• [What is required]: Starting at the first line of the data below, retype every line up to and including the one containing "every member of".

• [Extracted data]:

//! roomsync: one-way room membership reconciliation.
//!
//! # Usage
//!
//! ```text
//! roomsync sync [--dry-run] [--reverse] [--json] [CONFIG FLAGS]
//! roomsync diff [--reverse] [--json] [CONFIG FLAGS]
//! ```
//!
//! Config flags override `ROOMSYNC_*` environment variables, which in turn
//! may come from a `.env` file in the working directory.

mod commands;

use anyhow::Result;
use clap::{Parser, Subcommand};
use tracing_subscriber::EnvFilter;

use commands::{diff::DiffArgs, sync::SyncArgs};

// ---------------------------------------------------------------------------
// CLI entry point
// ---------------------------------------------------------------------------

#[derive(Parser, Debug)]
#[command(
    name = "roomsync",
    version,
    about = "Copy every member of one room into another",
    long_about = None,
)]
struct Cli {
    #[command(subcommand)]
    command: Commands,
}

#[derive(Subcommand, Debug)]
enum Commands {
    /// Add every source-room member missing from the destination room.
    Sync(SyncArgs),

    /// Show which members a sync would add, without adding them.
    Diff(DiffArgs),
}

// ---------------------------------------------------------------------------
// Main
// ---------------------------------------------------------------------------

fn init_tracing() {
    let filter = EnvFilter::try_from_default_env().unwrap_or_else(|_| EnvFilter::new("info"));
    let _ = tracing_subscriber::fmt()
        .with_env_filter(filter)
        .with_target(false)
        .with_writer(std::io::stderr)
        .try_init();
}

fn main() -> Result<()> {
    let cli = Cli::parse();
    init_tracing();
    roomsync_core::config::load_dotenv()?;

    match cli.command {
        Commands::Sync(args) => args.run(),
        Commands::Diff(args) => args.run(),
    }
}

• [Written answer]:
//! roomsync: one-way room membership reconciliation.
//!
//! # Usage
//!
//! ```text
//! roomsync sync [--dry-run] [--reverse] [--json] [CONFIG FLAGS]
//! roomsync diff [--reverse] [--json] [CONFIG FLAGS]
//! ```
//!
//! Config flags override `ROOMSYNC_*` environment variables, which in turn
//! may come from a `.env` file in the working directory.

mod commands;

use anyhow::Result;
use clap::{Parser, Subcommand};
use tracing_subscriber::EnvFilter;

use commands::{diff::DiffArgs, sync::SyncArgs};

// ---------------------------------------------------------------------------
// CLI entry point
// ---------------------------------------------------------------------------

#[derive(Parser, Debug)]
#[command(
    name = "roomsync",
    version,
    about = "Copy every member of one room into another",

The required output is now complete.